The Importance of Sanitation in Work and Recreation Areas

Whether it is a restaurant environment, an ethnic festival, a corporate picnic or a large family reunion, people are in close proximity to one another; and add to that, the fact that lots of people will be using a  restroom facility.  It goes without saying that washing one's hands after using the bathroom is paramount for sanitation reasons, alone; but there are any number of people who will, lazily, forgo this basic step that keeps germs, at bay.

 

The reasons one should thoroughly clean one's hands after restroom visits are more stunning than most of us realize.  Here's a shocking statement from the American Medical Association:  One of the most important medical discoveries was revealed in 1847 when Dr.
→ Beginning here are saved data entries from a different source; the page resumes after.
use std::sync::Arc;
use std::time::{Duration, Instant};

use clap::{Parser, Subcommand};
use indicatif::{ProgressBar, ProgressStyle};
use tracing::warn;

use product_aggregator::config::{init_tracing, Settings};
use product_aggregator::db::SnapshotStore;
use product_aggregator::pipeline::{Aggregation, Aggregator, FetchRequest, DEFAULT_MAX_PER_SITE};
use product_aggregator::record::CanonicalRecord;
use product_aggregator::sources::{Binding, Registry};

#[derive(Parser)]
#[command(name = "prodagg", about = "Search several shops at once and compare listings")]
struct Cli {
    #[command(subcommand)]
    command: Commands,
}

#[derive(Subcommand)]
enum Commands {
    /// Search every enabled source and print the merged listings
    Search {
        query: String,
        /// Max listings per source
        #[arg(short = 'n', long, default_value_t = DEFAULT_MAX_PER_SITE)]
        max_per_site: usize,
        /// Only run these sources (repeatable, case-insensitive)
        #[arg(short = 's', long = "source")]
        sources: Vec<String>,
        /// Show the browser window for browser-driven sources
        #[arg(long)]
        headed: bool,
        /// Do not record a snapshot of the results
        #[arg(long)]
        no_save: bool,
    },
    /// List saved snapshots, newest first
    Snapshots {
        /// Only snapshots for this exact query
        #[arg(short, long)]
        query: Option<String>,
        /// Rows to preview per snapshot
        #[arg(short = 'n', long, default_value = "3")]
        preview: usize,
    },
    /// Delete a snapshot by id
    Delete { id: i64 },
    /// Show configured sources and whether they can run
    Sources,
}

#[tokio::main]
async fn main() -> anyhow::Result<()> {
    let (settings, settings_err) = match Settings::load() {
        Ok(s) => (s, None),
        Err(e) => (Settings::default(), Some(e)),
    };
    init_tracing(&settings.log_level);
    if let Some(e) = settings_err {
        warn!("Could not read settings from the environment, using defaults: {:#}", e);
    }

    let t0 = Instant::now();
    let cli = Cli::parse();

    let result = match cli.command {
        Commands::Search {
            query,
            max_per_site,
            sources,
            headed,
            no_save,
        } => {
            let store = Arc::new(SnapshotStore::new(&settings.db_path));
            let aggregator = Aggregator::new(Registry::standard(&settings))
                .with_snapshots(store)
                .with_source_timeout(settings.source_timeout());

            let mut request = FetchRequest::new(query)
                .max_per_site(max_per_site)
                .headless(!headed)
                .persist(!no_save);
            if !sources.is_empty() {
                request = request.sources(sources);
            }

            let pb = ProgressBar::new_spinner();
            pb.set_style(ProgressStyle::default_spinner().template("{spinner:.green} [{elapsed}] {msg}")?);
            pb.set_message(format!("Searching for '{}'...", request.query));
            pb.enable_steady_tick(Duration::from_millis(120));
            let agg = aggregator.fetch(&request).await;
            pb.finish_and_clear();

            print_aggregation(&agg);
            Ok(())
        }
        Commands::Snapshots { query, preview } => {
            let store = SnapshotStore::new(&settings.db_path);
            let snapshots = store.try_load(query.as_deref())?;
            if snapshots.is_empty() {
                println!("No snapshots found.");
                return Ok(());
            }
            for s in &snapshots {
                println!(
                    "#{:<4} {:<24} {}  ({} rows)",
                    s.id,
                    truncate(&s.query, 24),
                    s.created_at,
                    s.rows.len()
                );
                for r in s.rows.iter().take(preview) {
                    println!(
                        "      {:<40} {:>10}  {}",
                        truncate(&r.title, 40),
                        price_cell(r),
                        r.source
                    );
                }
                if s.rows.len() > preview && preview > 0 {
                    println!("      ... {} more", s.rows.len() - preview);
                }
            }
            println!("\n{} snapshots", snapshots.len());
            Ok(())
        }
        Commands::Delete { id } => {
            let store = SnapshotStore::new(&settings.db_path);
            if store.delete(id)? {
                println!("Deleted snapshot #{}.", id);
            } else {
                println!("No snapshot with id {}.", id);
            }
            Ok(())
        }
        Commands::Sources => {
            let registry = Registry::standard(&settings);
            for entry in registry.entries() {
                match &entry.binding {
                    Binding::Available(_) => println!("{:<10} available", entry.id),
                    Binding::Unavailable(reason) => {
                        println!("{:<10} unavailable: {}", entry.id, reason)
                    }
                }
            }
            println!("\nWebDriver endpoint: {}", settings.webdriver_url);
            Ok(())
        }
    };

    let elapsed = t0.elapsed();
    if elapsed.as_secs() >= 1 {
        println!("\nDone in {}", format_duration(elapsed));
    }

    result
}

fn print_aggregation(agg: &Aggregation) {
    if agg.results.is_empty() {
        println!("No products found.");
    } else {
        println!(
            "{:>3} | {:<40} | {:>10} | {:<8} | {}",
            "#", "Title", "Price", "Source", "Link"
        );
        println!("{}", "-".repeat(100));
        for (i, r) in agg.results.iter().enumerate() {
            println!(
                "{:>3} | {:<40} | {:>10} | {:<8} | {}",
                i + 1,
                truncate(&r.title, 40),
                price_cell(r),
                truncate(&r.source, 8),
                r.link
            );
        }
    }

    println!("\n--- Sources ---");
    for s in &agg.sources {
        match &s.reason {
            Some(reason) => println!("  {:<10} {:<11} {}", s.source, s.status, truncate(reason, 60)),
            None => println!("  {:<10} {:<11} {} items", s.source, s.status, s.items),
        }
    }

    let snapshot = agg
        .snapshot_id
        .map(|id| format!(" | saved as snapshot #{}", id))
        .unwrap_or_default();
    println!("\n{} products{}", agg.results.len(), snapshot);
}

fn price_cell(r: &CanonicalRecord) -> String {
    r.price
        .map(|p| format!("{} {:.0}", r.currency, p))
        .unwrap_or_else(|| "-".into())
}

fn truncate(s: &str, max: usize) -> String {
    if s.chars().count() <= max {
        s.to_string()
    } else {
        let truncated: String = s.chars().take(max.saturating_sub(3)).collect();
        format!("{}...", truncated)
    }
}

fn format_duration(d: Duration) -> String {
    let secs = d.as_secs();
    if secs < 60 {
        format!("{:.1}s", d.as_secs_f64())
    } else if secs < 3600 {
        format!("{}m {}s", secs / 60, secs % 60)
    } else {
        format!("{}h {}m {}s", secs / 3600, (secs % 3600) / 60, secs % 60)
    }
}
Ignaz Semmelweiss, an Austrian physician, discovered that fatal infections were spread among patients by doctors who failed to wash their hands between examinations!  When a disinfecting procedure ensued, including doctors washing hands with soap and water between patient visits, hospital mortality rates from infectious diseases, noticeably, declined. 

 

With that being said, let's take a frank look at some additional insight as to why sanitation in work areas and at recreational locales is vital to anyone's good health.

 

Elimination Should Go Hand-in-Hand with Sanitation

Feces from people or animals is a powerful source of germs such as Salmonella, E. coli0157, and norovirus.  Infections from these germs can contribute to diarrhea and respiratory infections including adenovirus and hand-foot-mouth disease – schoolrooms, work environments and home settings are all up for grabs to harbor these and other types of infectious germs.  The CDC tells us that up to 21 million cases of diarrhea and vomiting take place in the US, each year, due to the norovirus, alone.  Adenoviruses account for about 10% of acute respiratory infections in children, and can cause diarrhea, paving the way for dehydration. 

 

Infectious germs can get onto one's hands after using the restroom as well as other ways, such as changing a baby's diaper or handling uncooked meats and not thoroughly washing hands, after wards.  And it is never a good idea to assume that one is safe from germs simply because a restroom appears to be clean.  Even in the cleanest environments, germs are everywhere; and are very easily spread from person to person – unwashed hands preparing food and germs “lying in wait” on handrails, tabletops, toys, etc. can cause illnesses more severe that one would expect.

 

The CDC makes it very clear that hand-washing, all on its own, is the most powerful preventative against disease.  A few CDC statistics point this out:

 

***  Hand-washing reduces, by 31%, the number of people who get sick with diarrhea

 

***  Hand-washing reduces, by 58%, diarrhea-related illness in people with weakened immune systems

 

***  Hand-washing reduces, by as much as 21%, respiratory illnesses, such as colds, within the general population

 

Antibiotic Resistance

Whether you clean your hands at a portable hand-washing station or use the facilities in an inside restroom, removing dangerous germs from your hands will prevent sickness, plain and simple.  This, in turn, reduces the amount of antibiotics people are prescribed because they become ill.  This, then, reduces the likelihood that antibiotic resistance will develop.  After it's all said and done, antibiotics are, often, prescribed unnecessarily; and the overuse of antibiotics has led to antibiotic resistance in every part of the globe.  Antibiotic-resistant germs can be very difficult to treat.

 

Would it bother you if you knew your hands had come in contact with antibiotic-resistance germs?  If you could see them, it would probably concern you very much, especially if you were to view the spread of this type of germ to loved ones.  The proactive approach is so simple:  wash hands, thoroughly, multiple times throughout the day, especially after using the restroom.   

 

 

<<<<<According to the American Society for Microbiology, infectious diseases remain the leading cause of death and sickness worldwide, and the 3rd-leading cause of death in the US.  Hand-washing is the first line of defense.  The Center for Disease Control tells us that hand-washing is regarded as the single, most-important procedure for preventing the spread of infections to ourselves as well as others.